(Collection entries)
BEGIN

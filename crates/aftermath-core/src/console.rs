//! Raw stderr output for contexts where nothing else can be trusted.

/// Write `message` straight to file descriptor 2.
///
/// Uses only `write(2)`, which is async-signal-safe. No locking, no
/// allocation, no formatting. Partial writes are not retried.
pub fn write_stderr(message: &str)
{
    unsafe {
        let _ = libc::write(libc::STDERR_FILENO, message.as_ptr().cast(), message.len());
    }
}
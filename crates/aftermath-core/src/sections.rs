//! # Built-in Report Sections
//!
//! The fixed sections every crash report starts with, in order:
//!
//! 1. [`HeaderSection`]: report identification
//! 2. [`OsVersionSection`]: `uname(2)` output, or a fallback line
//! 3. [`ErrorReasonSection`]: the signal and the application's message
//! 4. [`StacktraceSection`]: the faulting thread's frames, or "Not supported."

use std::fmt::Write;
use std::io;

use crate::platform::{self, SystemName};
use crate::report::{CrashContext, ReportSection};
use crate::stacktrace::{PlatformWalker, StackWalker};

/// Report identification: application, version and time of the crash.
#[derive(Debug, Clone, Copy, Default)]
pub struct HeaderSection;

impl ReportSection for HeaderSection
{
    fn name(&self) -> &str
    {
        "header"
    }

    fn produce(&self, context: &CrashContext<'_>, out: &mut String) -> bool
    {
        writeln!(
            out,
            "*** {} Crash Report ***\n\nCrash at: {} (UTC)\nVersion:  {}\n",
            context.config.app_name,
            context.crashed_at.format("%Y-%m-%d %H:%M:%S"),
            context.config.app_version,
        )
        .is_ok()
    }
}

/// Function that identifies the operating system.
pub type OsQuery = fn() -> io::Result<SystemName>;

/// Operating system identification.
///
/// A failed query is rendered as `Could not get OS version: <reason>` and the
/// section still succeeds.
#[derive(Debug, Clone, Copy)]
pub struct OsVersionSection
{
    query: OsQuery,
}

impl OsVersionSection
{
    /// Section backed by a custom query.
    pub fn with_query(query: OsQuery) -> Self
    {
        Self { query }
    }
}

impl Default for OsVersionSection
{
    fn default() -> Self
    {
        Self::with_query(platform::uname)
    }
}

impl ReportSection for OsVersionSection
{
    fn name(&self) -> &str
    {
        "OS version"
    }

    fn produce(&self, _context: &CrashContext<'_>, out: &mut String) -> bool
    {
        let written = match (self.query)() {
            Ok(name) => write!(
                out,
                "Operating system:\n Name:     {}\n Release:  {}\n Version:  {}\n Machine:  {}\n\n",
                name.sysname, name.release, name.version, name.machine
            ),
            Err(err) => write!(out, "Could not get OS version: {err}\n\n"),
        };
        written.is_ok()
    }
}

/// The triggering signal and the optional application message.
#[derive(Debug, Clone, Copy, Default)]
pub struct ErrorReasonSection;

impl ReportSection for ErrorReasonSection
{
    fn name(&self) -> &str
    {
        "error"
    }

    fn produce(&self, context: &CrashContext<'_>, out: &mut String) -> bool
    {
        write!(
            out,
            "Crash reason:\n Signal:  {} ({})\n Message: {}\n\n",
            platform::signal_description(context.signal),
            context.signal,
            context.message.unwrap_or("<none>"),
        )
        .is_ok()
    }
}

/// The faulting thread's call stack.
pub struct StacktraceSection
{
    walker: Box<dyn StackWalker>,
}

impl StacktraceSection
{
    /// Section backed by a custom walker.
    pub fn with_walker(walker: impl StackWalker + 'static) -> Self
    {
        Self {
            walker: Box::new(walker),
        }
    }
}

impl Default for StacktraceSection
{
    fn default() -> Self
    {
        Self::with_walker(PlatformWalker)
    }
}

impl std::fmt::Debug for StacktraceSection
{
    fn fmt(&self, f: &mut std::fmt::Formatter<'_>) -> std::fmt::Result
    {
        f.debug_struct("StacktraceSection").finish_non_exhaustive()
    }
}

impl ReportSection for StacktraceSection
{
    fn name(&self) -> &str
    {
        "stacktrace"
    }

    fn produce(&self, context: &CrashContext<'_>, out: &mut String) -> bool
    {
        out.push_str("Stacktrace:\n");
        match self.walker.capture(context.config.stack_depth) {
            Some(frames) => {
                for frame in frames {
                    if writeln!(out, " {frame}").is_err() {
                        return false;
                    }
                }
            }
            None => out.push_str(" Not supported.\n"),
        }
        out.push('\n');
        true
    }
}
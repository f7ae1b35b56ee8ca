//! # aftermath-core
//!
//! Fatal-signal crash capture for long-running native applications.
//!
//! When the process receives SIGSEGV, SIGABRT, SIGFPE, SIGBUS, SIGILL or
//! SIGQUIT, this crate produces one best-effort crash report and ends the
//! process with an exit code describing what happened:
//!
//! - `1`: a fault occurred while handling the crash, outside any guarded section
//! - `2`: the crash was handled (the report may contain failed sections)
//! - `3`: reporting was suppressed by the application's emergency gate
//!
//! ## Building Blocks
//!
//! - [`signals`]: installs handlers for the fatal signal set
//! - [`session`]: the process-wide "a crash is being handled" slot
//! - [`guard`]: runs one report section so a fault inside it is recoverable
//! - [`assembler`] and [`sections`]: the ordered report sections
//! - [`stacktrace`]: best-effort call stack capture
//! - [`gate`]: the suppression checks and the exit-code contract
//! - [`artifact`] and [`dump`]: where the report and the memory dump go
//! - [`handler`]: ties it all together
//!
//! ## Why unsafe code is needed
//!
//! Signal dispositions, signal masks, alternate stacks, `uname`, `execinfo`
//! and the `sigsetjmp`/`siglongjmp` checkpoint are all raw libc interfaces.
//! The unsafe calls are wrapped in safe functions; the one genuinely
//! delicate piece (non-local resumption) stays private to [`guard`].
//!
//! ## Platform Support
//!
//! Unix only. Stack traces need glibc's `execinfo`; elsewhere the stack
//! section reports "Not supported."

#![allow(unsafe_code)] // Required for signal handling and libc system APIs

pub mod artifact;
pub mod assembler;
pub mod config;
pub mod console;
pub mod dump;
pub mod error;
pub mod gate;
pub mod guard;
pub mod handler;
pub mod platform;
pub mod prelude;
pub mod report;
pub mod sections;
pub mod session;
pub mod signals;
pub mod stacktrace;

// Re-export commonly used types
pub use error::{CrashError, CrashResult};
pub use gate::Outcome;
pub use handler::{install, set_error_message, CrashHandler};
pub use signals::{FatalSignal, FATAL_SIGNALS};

END

* **WORK REQUIRED**
What's needed is an exact copy of every entry.

* **RESULT FOR THIS EXERCISE**
filename crates/aftermath-core/src/console.rs
//! Raw stderr output for contexts where nothing else can be trusted.

/// Write `message` straight to file descriptor 2.
///
/// Uses only `write(2)`, which is async-signal-safe. No locking, no
/// allocation, no formatting. Partial writes are not retried.
pub fn write_stderr(message: &str)
{
    unsafe {
        let _ = libc::write(libc::STDERR_FILENO, message.as_ptr().cast(), message.len());
    }
}
filename crates/aftermath-core/src/sections.rs
//! # Built-in Report Sections
//!
//! The fixed sections every crash report starts with, in order:
//!
//! 1. [`HeaderSection`]: report identification
//! 2. [`OsVersionSection`]: `uname(2)` output, or a fallback line
//! 3. [`ErrorReasonSection`]: the signal and the application's message
//! 4. [`StacktraceSection`]: the faulting thread's frames, or "Not supported."

use std::fmt::Write;
use std::io;

use crate::platform::{self, SystemName};
use crate::report::{CrashContext, ReportSection};
use crate::stacktrace::{PlatformWalker, StackWalker};

/// Report identification: application, version and time of the crash.
#[derive(Debug, Clone, Copy, Default)]
pub struct HeaderSection;

impl ReportSection for HeaderSection
{
    fn name(&self) -> &str
    {
        "header"
    }

    fn produce(&self, context: &CrashContext<'_>, out: &mut String) -> bool
    {
        writeln!(
            out,
            "*** {} Crash Report ***\n\nCrash at: {} (UTC)\nVersion:  {}\n",
            context.config.app_name,
            context.crashed_at.format("%Y-%m-%d %H:%M:%S"),
            context.config.app_version,
        )
        .is_ok()
    }
}

/// Function that identifies the operating system.
pub type OsQuery = fn() -> io::Result<SystemName>;

/// Operating system identification.
///
/// A failed query is rendered as `Could not get OS version: <reason>` and the
/// section still succeeds.
#[derive(Debug, Clone, Copy)]
pub struct OsVersionSection
{
    query: OsQuery,
}

impl OsVersionSection
{
    /// Section backed by a custom query.
    pub fn with_query(query: OsQuery) -> Self
    {
        Self { query }
    }
}

impl Default for OsVersionSection
{
    fn default() -> Self
    {
        Self::with_query(platform::uname)
    }
}

impl ReportSection for OsVersionSection
{
    fn name(&self) -> &str
    {
        "OS version"
    }

    fn produce(&self, _context: &CrashContext<'_>, out: &mut String) -> bool
    {
        let written = match (self.query)() {
            Ok(name) => write!(
                out,
                "Operating system:\n Name:     {}\n Release:  {}\n Version:  {}\n Machine:  {}\n\n",
                name.sysname, name.release, name.version, name.machine
            ),
            Err(err) => write!(out, "Could not get OS version: {err}\n\n"),
        };
        written.is_ok()
    }
}

/// The triggering signal and the optional application message.
#[derive(Debug, Clone, Copy, Default)]
pub struct ErrorReasonSection;

impl ReportSection for ErrorReasonSection
{
    fn name(&self) -> &str
    {
        "error"
    }

    fn produce(&self, context: &CrashContext<'_>, out: &mut String) -> bool
    {
        write!(
            out,
            "Crash reason:\n Signal:  {} ({})\n Message: {}\n\n",
            platform::signal_description(context.signal),
            context.signal,
            context.message.unwrap_or("<none>"),
        )
        .is_ok()
    }
}

/// The faulting thread's call stack.
pub struct StacktraceSection
{
    walker: Box<dyn StackWalker>,
}

impl StacktraceSection
{
    /// Section backed by a custom walker.
    pub fn with_walker(walker: impl StackWalker + 'static) -> Self
    {
        Self {
            walker: Box::new(walker),
        }
    }
}

impl Default for StacktraceSection
{
    fn default() -> Self
    {
        Self::with_walker(PlatformWalker)
    }
}

impl std::fmt::Debug for StacktraceSection
{
    fn fmt(&self, f: &mut std::fmt::Formatter<'_>) -> std::fmt::Result
    {
        f.debug_struct("StacktraceSection").finish_non_exhaustive()
    }
}

impl ReportSection for StacktraceSection
{
    fn name(&self) -> &str
    {
        "stacktrace"
    }

    fn produce(&self, context: &CrashContext<'_>, out: &mut String) -> bool
    {
        out.push_str("Stacktrace:\n");
        match self.walker.capture(context.config.stack_depth) {
            Some(frames) => {
                for frame in frames {
                    if writeln!(out, " {frame}").is_err() {
                        return false;
                    }
                }
            }
            None => out.push_str(" Not supported.\n"),
        }
        out.push('\n');
        true
    }
}
repository f7ae1b35b56ee8ca
//! # aftermath-core
//!
//! Fatal-signal crash capture for long-running native applications.
//!
//! When the process receives SIGSEGV, SIGABRT, SIGFPE, SIGBUS, SIGILL or
//! SIGQUIT, this crate produces one best-effort crash report and ends the
//! process with an exit code describing what happened:
//!
//! - `1`: a fault occurred while handling the crash, outside any guarded section
//! - `2`: the crash was handled (the report may contain failed sections)
//! - `3`: reporting was suppressed by the application's emergency gate
//!
//! ## Building Blocks
//!
//! - [`signals`]: installs handlers for the fatal signal set
//! - [`session`]: the process-wide "a crash is being handled" slot
//! - [`guard`]: runs one report section so a fault inside it is recoverable
//! - [`assembler`] and [`sections`]: the ordered report sections
//! - [`stacktrace`]: best-effort call stack capture
//! - [`gate`]: the suppression checks and the exit-code contract
//! - [`artifact`] and [`dump`]: where the report and the memory dump go
//! - [`handler`]: ties it all together
//!
//! ## Why unsafe code is needed
//!
//! Signal dispositions, signal masks, alternate stacks, `uname`, `execinfo`
//! and the `sigsetjmp`/`siglongjmp` checkpoint are all raw libc interfaces.
//! The unsafe calls are wrapped in safe functions; the one genuinely
//! delicate piece (non-local resumption) stays private to [`guard`].
//!
//! ## Platform Support
//!
//! Unix only. Stack traces need glibc's `execinfo`; elsewhere the stack
//! section reports "Not supported."

#![allow(unsafe_code)] // Required for signal handling and libc system APIs

pub mod artifact;
pub mod assembler;
pub mod config;
pub mod console;
pub mod dump;
pub mod error;
pub mod gate;
pub mod guard;
pub mod handler;
pub mod platform;
pub mod prelude;
pub mod report;
pub mod sections;
pub mod session;
pub mod signals;
pub mod stacktrace;

// Re-export commonly used types
pub use error::{CrashError, CrashResult};
pub use gate::Outcome;
pub use handler::{install, set_error_message, CrashHandler};
pub use signals::{FatalSignal, FATAL_SIGNALS};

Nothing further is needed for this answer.